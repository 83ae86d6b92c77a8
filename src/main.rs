//! Backoffice Console
//!
//! Desktop client for managing clients, users, roles, billing profiles,
//! buildings and rooms.
//!
//! This is the main entry point for the Dioxus Desktop application.

use tracing::Level;
use tracing_subscriber::FmtSubscriber;

fn main() {
    // Initialize logging
    let _subscriber = FmtSubscriber::builder()
        .with_max_level(Level::INFO)
        .with_target(false)
        .pretty()
        .init();

    // Print startup banner
    println!();
    println!("╔═══════════════════════════════════════════════════════════╗");
    println!("║                                                           ║");
    println!("║   🏢 Backoffice Console v{:<33}║", backoffice_ui::VERSION);
    println!("║   Tenant, Building & Room Management                      ║");
    println!("║                                                           ║");
    println!("╚═══════════════════════════════════════════════════════════╝");
    println!();

    backoffice_ui::launch();
}
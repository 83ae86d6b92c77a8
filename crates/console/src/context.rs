//! Explicit dependencies handed to every list and form flow

use std::sync::Arc;
use std::time::Duration;

use backoffice_core::{ConsoleConfig, SessionContext};

/// The API client, the logged-in session and the settings a view needs
///
/// Built once at login and passed down; nothing reads the persisted
/// session after that.
#[derive(Debug)]
pub struct ConsoleContext<A> {
    pub api: A,
    pub session: Arc<SessionContext>,
    pub config: Arc<ConsoleConfig>,
}

impl<A> ConsoleContext<A> {
    pub fn new(api: A, session: SessionContext, config: ConsoleConfig) -> Self {
        Self {
            api,
            session: Arc::new(session),
            config: Arc::new(config),
        }
    }

    pub fn page_size(&self) -> usize {
        self.config.page_size
    }

    pub fn redirect_delay(&self) -> Duration {
        self.config.redirect_delay()
    }
}

impl<A: Clone> Clone for ConsoleContext<A> {
    fn clone(&self) -> Self {
        Self {
            api: self.api.clone(),
            session: Arc::clone(&self.session),
            config: Arc::clone(&self.config),
        }
    }
}

impl<A> PartialEq for ConsoleContext<A> {
    /// Contexts are equal when they share the same session and settings
    fn eq(&self, other: &Self) -> bool {
        Arc::ptr_eq(&self.session, &other.session) && Arc::ptr_eq(&self.config, &other.config)
    }
}

#[cfg(test)]
mod tests {
    use super::*;

    #[test]
    fn test_clones_share_session() {
        let ctx = ConsoleContext::new((), SessionContext::new("tok", 3), ConsoleConfig::default());
        let other = ctx.clone();

        assert_eq!(ctx, other);
        assert_eq!(other.session.client_id, 3);
        assert_eq!(other.page_size(), 5);
        assert_eq!(other.redirect_delay(), Duration::from_millis(1500));

        let fresh = ConsoleContext::new((), SessionContext::new("tok", 3), ConsoleConfig::default());
        assert_ne!(ctx, fresh);
    }
}
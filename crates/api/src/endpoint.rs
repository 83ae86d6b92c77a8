//! Endpoint table
//!
//! Every entity follows the same `<Resource>/<Action>` convention; only
//! login and password change live on fixed resources.

use reqwest::Method;

use backoffice_core::RecordId;

/// One action of the collaborator API
#[derive(Debug, Clone, Copy, PartialEq, Eq)]
pub enum Endpoint {
    /// `POST <Resource>/List` with `{ "allRecords": true }`
    List,
    /// `POST <Resource>/Insert`
    Insert,
    /// `PUT <Resource>/Update`
    Update,
    /// `GET <Resource>/GetById/{id}`
    GetById(RecordId),
    /// `POST <Resource>/ChangeStatus`
    ChangeStatus,
    /// `PUT User/ChangePassword`
    ChangePassword,
    /// `POST Auth/login`
    Login,
}

impl Endpoint {
    pub fn method(&self) -> Method {
        match self {
            Endpoint::GetById(_) => Method::GET,
            Endpoint::Update | Endpoint::ChangePassword => Method::PUT,
            Endpoint::List | Endpoint::Insert | Endpoint::ChangeStatus | Endpoint::Login => {
                Method::POST
            }
        }
    }

    /// Path relative to the base URL
    pub fn path(&self, resource: &str) -> String {
        match self {
            Endpoint::List => format!("{}/List", resource),
            Endpoint::Insert => format!("{}/Insert", resource),
            Endpoint::Update => format!("{}/Update", resource),
            Endpoint::GetById(id) => format!("{}/GetById/{}", resource, id),
            Endpoint::ChangeStatus => format!("{}/ChangeStatus", resource),
            Endpoint::ChangePassword => "User/ChangePassword".to_string(),
            Endpoint::Login => "Auth/login".to_string(),
        }
    }

    /// Whether the request carries the bearer token
    pub fn is_authorized(&self) -> bool {
        !matches!(self, Endpoint::Login)
    }

    /// Whether a 2xx reply carries JSON the caller reads
    ///
    /// Command endpoints succeed on status alone; whatever body they send
    /// (often a plain-text confirmation) is discarded.
    pub fn returns_body(&self) -> bool {
        matches!(self, Endpoint::List | Endpoint::GetById(_) | Endpoint::Login)
    }
}
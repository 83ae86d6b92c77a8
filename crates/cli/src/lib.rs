//! # Backoffice CLI
//!
//! Headless command-line interface for Backoffice Console.
//!
//! Every command runs the same `backoffice_console` flows as the desktop
//! views, against the REST API configured in `ConsoleConfig` and the session
//! persisted by `login`.
//!
//! ## Commands
//!
//! - `login` / `logout` / `whoami` - Session management
//! - `list` - Searchable, paginated entity listing
//! - `show` - Fetch one record
//! - `toggle` - Activate or deactivate a record
//! - `create` / `update` - Submit an entity form
//!

pub mod commands;
pub mod output;

use std::path::PathBuf;

use clap::{ArgAction, Parser, Subcommand};
use tracing_subscriber::EnvFilter;

use backoffice_core::{EntityKind, RecordId};

pub use commands::run;

/// CLI version
pub const VERSION: &str = env!("CARGO_PKG_VERSION");

/// CLI name
pub const NAME: &str = env!("CARGO_PKG_NAME");

// ============================================================================
// Arguments
// ============================================================================

#[derive(Debug, Parser)]
#[command(name = "backoffice-cli")]
#[command(version, about = "Backoffice Console command-line client")]
pub struct Cli {
    /// Configuration file (defaults to ~/.config/backoffice/config.toml)
    #[arg(long, short = 'c', global = true, env = "BACKOFFICE_CONFIG")]
    pub config: Option<PathBuf>,

    /// Print records as JSON
    #[arg(long, global = true, default_value_t = false)]
    pub json: bool,

    /// Increase log verbosity (-v, -vv, -vvv)
    #[arg(long, short = 'v', global = true, action = ArgAction::Count)]
    pub verbose: u8,

    #[command(subcommand)]
    pub command: Command,
}

#[derive(Debug, Subcommand)]
pub enum Command {
    /// Sign in and persist the session
    Login {
        #[arg(long, short = 'u')]
        user: String,
        #[arg(long, short = 'p', env = "BACKOFFICE_PASSWORD", hide_env_values = true)]
        password: String,
    },

    /// Forget the persisted session
    Logout,

    /// Show the signed-in operator and tenant
    Whoami,

    /// List records of an entity
    List {
        #[arg(value_parser = parse_entity)]
        entity: EntityKind,
        /// Case-insensitive substring over the entity's search fields
        #[arg(long, short = 's')]
        search: Option<String>,
        #[arg(long, default_value_t = 1)]
        page: usize,
        /// Only rooms of this building
        #[arg(long, value_parser = parse_record_id)]
        building: Option<RecordId>,
    },

    /// Show one record
    Show {
        #[arg(value_parser = parse_entity)]
        entity: EntityKind,
        #[arg(value_parser = parse_record_id)]
        id: RecordId,
    },

    /// Activate or deactivate a record
    Toggle {
        #[arg(value_parser = parse_entity)]
        entity: EntityKind,
        #[arg(value_parser = parse_record_id)]
        id: RecordId,
        /// Skip the confirmation prompt
        #[arg(long, short = 'y', default_value_t = false)]
        yes: bool,
    },

    /// Create a record from key=value fields
    Create {
        #[arg(value_parser = parse_entity)]
        entity: EntityKind,
        #[arg(long = "field", short = 'f', value_parser = parse_assignment)]
        fields: Vec<(String, String)>,
    },

    /// Update a record; unspecified fields keep their current values
    Update {
        #[arg(value_parser = parse_entity)]
        entity: EntityKind,
        #[arg(value_parser = parse_record_id)]
        id: RecordId,
        #[arg(long = "field", short = 'f', value_parser = parse_assignment)]
        fields: Vec<(String, String)>,
        /// Current password (users only)
        #[arg(long, requires = "new_password")]
        old_password: Option<String>,
        /// Replacement password (users only)
        #[arg(long, requires = "old_password")]
        new_password: Option<String>,
    },
}

// ============================================================================
// Value Parsers
// ============================================================================

fn parse_entity(raw: &str) -> Result<EntityKind, String> {
    raw.parse::<EntityKind>().map_err(|e| e.to_string())
}

fn parse_record_id(raw: &str) -> Result<RecordId, String> {
    raw.trim()
        .parse::<i64>()
        .map(RecordId)
        .map_err(|_| format!("'{}' is not a record id", raw))
}

/// Split a `key=value` argument; the value may be empty or contain `=`
pub fn parse_assignment(raw: &str) -> Result<(String, String), String> {
    let (key, value) = raw
        .split_once('=')
        .ok_or_else(|| format!("expected key=value, got '{}'", raw))?;
    let key = key.trim();
    if key.is_empty() {
        return Err(format!("missing field name in '{}'", raw));
    }
    Ok((key.to_string(), value.to_string()))
}

// ============================================================================
// Logging
// ============================================================================

/// Default filter directive for a `-v` count
pub fn log_level(verbose: u8) -> &'static str {
    match verbose {
        0 => "warn",
        1 => "info",
        2 => "debug",
        _ => "trace",
    }
}

/// Install a stderr subscriber; `RUST_LOG` wins over `-v`
pub fn init_logging(verbose: u8) {
    let filter =
        EnvFilter::try_from_default_env().unwrap_or_else(|_| EnvFilter::new(log_level(verbose)));

    let _ = tracing_subscriber::fmt()
        .with_env_filter(filter)
        .with_target(false)
        .with_writer(std::io::stderr)
        .try_init();
}

#[cfg(test)]
mod tests {
    use super::*;

    #[test]
    fn test_version() {
        assert!(!VERSION.is_empty());
    }

    #[test]
    fn test_parse_assignment() {
        assert_eq!(
            parse_assignment("name=Acme").unwrap(),
            ("name".to_string(), "Acme".to_string())
        );
        assert_eq!(
            parse_assignment("address2=").unwrap(),
            ("address2".to_string(), String::new())
        );
        assert_eq!(
            parse_assignment("remarks=a=b").unwrap(),
            ("remarks".to_string(), "a=b".to_string())
        );
    }

    #[test]
    fn test_parse_assignment_rejects_malformed() {
        assert!(parse_assignment("name").is_err());
        assert!(parse_assignment("=value").is_err());
    }

    #[test]
    fn test_parse_record_id() {
        assert_eq!(parse_record_id("42").unwrap(), RecordId(42));
        assert!(parse_record_id("abc").is_err());
    }

    #[test]
    fn test_log_levels() {
        assert_eq!(log_level(0), "warn");
        assert_eq!(log_level(1), "info");
        assert_eq!(log_level(2), "debug");
        assert_eq!(log_level(9), "trace");
    }

    #[test]
    fn test_parse_list_command() {
        let cli = Cli::try_parse_from([
            "backoffice-cli",
            "list",
            "billing-profiles",
            "--search",
            "acme",
            "--page",
            "2",
        ])
        .unwrap();
        match cli.command {
            Command::List {
                entity,
                search,
                page,
                building,
            } => {
                assert_eq!(entity, EntityKind::BillingProfile);
                assert_eq!(search.as_deref(), Some("acme"));
                assert_eq!(page, 2);
                assert_eq!(building, None);
            }
            other => panic!("unexpected command: {:?}", other),
        }
    }

    #[test]
    fn test_parse_create_fields() {
        let cli = Cli::try_parse_from([
            "backoffice-cli",
            "create",
            "role",
            "-f",
            "name=Auditor",
            "-f",
            "description=Read only",
        ])
        .unwrap();
        let Command::Create { entity, fields } = cli.command else {
            panic!("expected create");
        };
        assert_eq!(entity, EntityKind::Role);
        assert_eq!(fields.len(), 2);
        assert_eq!(fields[1].1, "Read only");
    }

    #[test]
    fn test_password_flags_come_together() {
        let result = Cli::try_parse_from([
            "backoffice-cli",
            "update",
            "user",
            "3",
            "--old-password",
            "old",
        ]);
        assert!(result.is_err());
    }

    #[test]
    fn test_unknown_entity_rejected() {
        assert!(Cli::try_parse_from(["backoffice-cli", "list", "planets"]).is_err());
    }

    #[test]
    fn test_verbose_is_global() {
        let cli = Cli::try_parse_from(["backoffice-cli", "whoami", "-vv"]).unwrap();
        assert_eq!(cli.verbose, 2);
    }
}
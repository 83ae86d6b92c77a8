//! # Backoffice Console
//!
//! The flows every entity view repeats, implemented once and keyed by
//! [`EntityKind`](backoffice_core::EntityKind):
//!
//! - **auth**: sign-in and sign-out against the persisted session
//! - **list**: load, search, building filter and pagination
//! - **toggle**: confirmation-gated status change and its reducer
//! - **forms**: field schemas, payload shaping, prefill and submit
//! - **validation**: client-side field checks
//! - **lookup**: select options and id-to-name resolution
//! - **route**: navigation paths
//!
//! Everything talks to the collaborator through
//! [`RecordApi`](backoffice_core::RecordApi), so the same code drives the
//! desktop UI, the CLI and the tests.

pub mod auth;
pub mod context;
pub mod forms;
pub mod list;
pub mod lookup;
pub mod route;
pub mod toggle;
pub mod validation;

#[cfg(test)]
mod fake;

// Re-export commonly used items at crate root
pub use auth::{sign_in, sign_in_failure, sign_out};
pub use context::ConsoleContext;
pub use forms::{
    FieldKind, FieldSpec, FormController, FormMode, FormValues, PasswordChangeForm,
    PrefillOutcome, SubmitOutcome, fetch_for_edit, form_fields, submit,
};
pub use list::{ListController, fetch_records};
pub use lookup::{
    LookupSource, NameLookup, SelectOption, load_options, options_from_records, room_type_name,
};
pub use route::Route;
pub use toggle::{StatusOutcome, StatusToggle, confirm_prompt, send_status_change};
pub use validation::{FieldError, ValidationReport};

*****

_REQUIREMENT_
In the preceding material, find each line holding the word "derive" and copy it out.

_ANSWER TO THE EXERCISE_
#[derive(Debug)]
#[derive(Debug, Clone, Copy, PartialEq, Eq)]
#[derive(Debug, Parser)]
#[derive(Debug, Subcommand)]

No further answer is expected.